[Items listed in a dataset]

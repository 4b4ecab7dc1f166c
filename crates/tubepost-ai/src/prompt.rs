//! Prompt templates for article generation.

/// System prompt for standard generation.
pub const STANDARD_SYSTEM_PROMPT: &str = "You are an AI that generates SEO-optimized blog posts \
from YouTube video content. Your response MUST be a valid JSON object with NO extra text, \
explanations, or code blocks.";

/// System prompt for extended generation.
pub const EXTENDED_SYSTEM_PROMPT: &str = "You are an AI assistant that analyzes YouTube videos \
and creates comprehensive SEO-optimized blog posts with metrics and image suggestions. Your \
response MUST be a valid JSON object with NO extra text, explanations, or code blocks.";

/// Build the standard generation prompt: the four required article fields.
pub fn build_standard_prompt(title: &str, description: &str, transcript: &str) -> String {
    format!(
        r#"Generate a blog post based on this YouTube video:
Title: {title}
Description: {description}
Transcript: {transcript}

Include the following in your response:
1. An SEO-optimized title
2. The main content of the blog post (at least 2000 words, with proper HTML formatting)
3. A list of 5 relevant keywords
4. 5 image descriptions for AI image generation

Respond STRICTLY in this JSON format:
{{
  "title": "SEO optimized title",
  "content": "Full blog post content with HTML tags",
  "keywords": ["keyword1", "keyword2", "keyword3", "keyword4", "keyword5"],
  "imageDescriptions": ["image desc 1", "image desc 2", "image desc 3", "image desc 4", "image desc 5"]
}}"#
    )
}

/// Build the extended generation prompt: required fields plus meta
/// description, content metrics, top keywords, linking suggestions, external
/// resources, FAQs and a CTA.
pub fn build_extended_prompt(title: &str, description: &str, transcript: &str) -> String {
    format!(
        r#"Analyze the following YouTube video information and create an SEO-optimized blog post:

Title: {title}

Description: {description}

Transcript: {transcript}

Generate a blog post with the following:
1. An SEO-optimized title
2. A meta description
3. The main content of the blog post, properly formatted with HTML tags for headings, paragraphs, and lists. Include at least 5 sections with subheadings.
4. A list of 5 relevant keywords
5. Suggest 5 relevant image descriptions that could be used to generate or find stock images for the blog post. Make these descriptions detailed and vivid.
6. Analyze the SEO potential of this blog post, including:
   - Estimated search traffic potential (low, medium, high)
   - Keyword difficulty (easy, medium, hard)
   - Estimated click-through rate (CTR)
   - Estimated RPM (Revenue per Mille)
7. Extract and list the top 7 keywords from the generated content
8. Suggest 3 internal linking opportunities
9. Provide 5 relevant external resources (with URLs) to link in the article
10. Generate 3 potential frequently asked questions (FAQs) related to the topic
11. Suggest a call-to-action (CTA) for the end of the article

Format the output as a JSON object with the following structure:
{{
  "title": "SEO optimized title",
  "metaDescription": "SEO optimized meta description",
  "content": "The full blog post content with HTML tags for structure",
  "keywords": ["keyword1", "keyword2", "keyword3", "keyword4", "keyword5"],
  "imageDescriptions": ["description1", "description2", "description3", "description4", "description5"],
  "contentMetrics": {{
    "trafficPotential": "low/medium/high",
    "keywordDifficulty": "easy/medium/hard",
    "estimatedCTR": "0.XX",
    "estimatedRPM": "X.XX"
  }},
  "topKeywords": ["keyword1", "keyword2", "keyword3", "keyword4", "keyword5", "keyword6", "keyword7"],
  "internalLinkingSuggestions": ["suggestion1", "suggestion2", "suggestion3"],
  "externalResources": [
    {{ "title": "Resource 1", "url": "https://example.com/1" }},
    {{ "title": "Resource 2", "url": "https://example.com/2" }},
    {{ "title": "Resource 3", "url": "https://example.com/3" }},
    {{ "title": "Resource 4", "url": "https://example.com/4" }},
    {{ "title": "Resource 5", "url": "https://example.com/5" }}
  ],
  "faqs": [
    {{ "question": "FAQ 1", "answer": "Answer 1" }},
    {{ "question": "FAQ 2", "answer": "Answer 2" }},
    {{ "question": "FAQ 3", "answer": "Answer 3" }}
  ],
  "cta": "Call to action text"
}}"#
    )
}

What the task requires> Now repeat the data exactly, keeping every line.

Output of the exercise>
repository 4b4ecab7dc1f166c
filename crates/tubepost-ai/src/prompt.rs
//! Prompt templates for article generation.

/// System prompt for standard generation.
pub const STANDARD_SYSTEM_PROMPT: &str = "You are an AI that generates SEO-optimized blog posts \
from YouTube video content. Your response MUST be a valid JSON object with NO extra text, \
explanations, or code blocks.";

/// System prompt for extended generation.
pub const EXTENDED_SYSTEM_PROMPT: &str = "You are an AI assistant that analyzes YouTube videos \
and creates comprehensive SEO-optimized blog posts with metrics and image suggestions. Your \
response MUST be a valid JSON object with NO extra text, explanations, or code blocks.";

/// Build the standard generation prompt: the four required article fields.
pub fn build_standard_prompt(title: &str, description: &str, transcript: &str) -> String {
    format!(
        r#"Generate a blog post based on this YouTube video:
Title: {title}
Description: {description}
Transcript: {transcript}

Include the following in your response:
1. An SEO-optimized title
2. The main content of the blog post (at least 2000 words, with proper HTML formatting)
3. A list of 5 relevant keywords
4. 5 image descriptions for AI image generation

Respond STRICTLY in this JSON format:
{{
  "title": "SEO optimized title",
  "content": "Full blog post content with HTML tags",
  "keywords": ["keyword1", "keyword2", "keyword3", "keyword4", "keyword5"],
  "imageDescriptions": ["image desc 1", "image desc 2", "image desc 3", "image desc 4", "image desc 5"]
}}"#
    )
}

/// Build the extended generation prompt: required fields plus meta
/// description, content metrics, top keywords, linking suggestions, external
/// resources, FAQs and a CTA.
pub fn build_extended_prompt(title: &str, description: &str, transcript: &str) -> String {
    format!(
        r#"Analyze the following YouTube video information and create an SEO-optimized blog post:

Title: {title}

Description: {description}

Transcript: {transcript}

Generate a blog post with the following:
1. An SEO-optimized title
2. A meta description
3. The main content of the blog post, properly formatted with HTML tags for headings, paragraphs, and lists. Include at least 5 sections with subheadings.
4. A list of 5 relevant keywords
5. Suggest 5 relevant image descriptions that could be used to generate or find stock images for the blog post. Make these descriptions detailed and vivid.
6. Analyze the SEO potential of this blog post, including:
   - Estimated search traffic potential (low, medium, high)
   - Keyword difficulty (easy, medium, hard)
   - Estimated click-through rate (CTR)
   - Estimated RPM (Revenue per Mille)
7. Extract and list the top 7 keywords from the generated content
8. Suggest 3 internal linking opportunities
9. Provide 5 relevant external resources (with URLs) to link in the article
10. Generate 3 potential frequently asked questions (FAQs) related to the topic
11. Suggest a call-to-action (CTA) for the end of the article

Format the output as a JSON object with the following structure:
{{
  "title": "SEO optimized title",
  "metaDescription": "SEO optimized meta description",
  "content": "The full blog post content with HTML tags for structure",
  "keywords": ["keyword1", "keyword2", "keyword3", "keyword4", "keyword5"],
  "imageDescriptions": ["description1", "description2", "description3", "description4", "description5"],
  "contentMetrics": {{
    "trafficPotential": "low/medium/high",
    "keywordDifficulty": "easy/medium/hard",
    "estimatedCTR": "0.XX",
    "estimatedRPM": "X.XX"
  }},
  "topKeywords": ["keyword1", "keyword2", "keyword3", "keyword4", "keyword5", "keyword6", "keyword7"],
  "internalLinkingSuggestions": ["suggestion1", "suggestion2", "suggestion3"],
  "externalResources": [
    {{ "title": "Resource 1", "url": "https://example.com/1" }},
    {{ "title": "Resource 2", "url": "https://example.com/2" }},
    {{ "title": "Resource 3", "url": "https://example.com/3" }},
    {{ "title": "Resource 4", "url": "https://example.com/4" }},
    {{ "title": "Resource 5", "url": "https://example.com/5" }}
  ],
  "faqs": [
    {{ "question": "FAQ 1", "answer": "Answer 1" }},
    {{ "question": "FAQ 2", "answer": "Answer 2" }},
    {{ "question": "FAQ 3", "answer": "Answer 3" }}
  ],
  "cta": "Call to action text"
}}"#
    )
}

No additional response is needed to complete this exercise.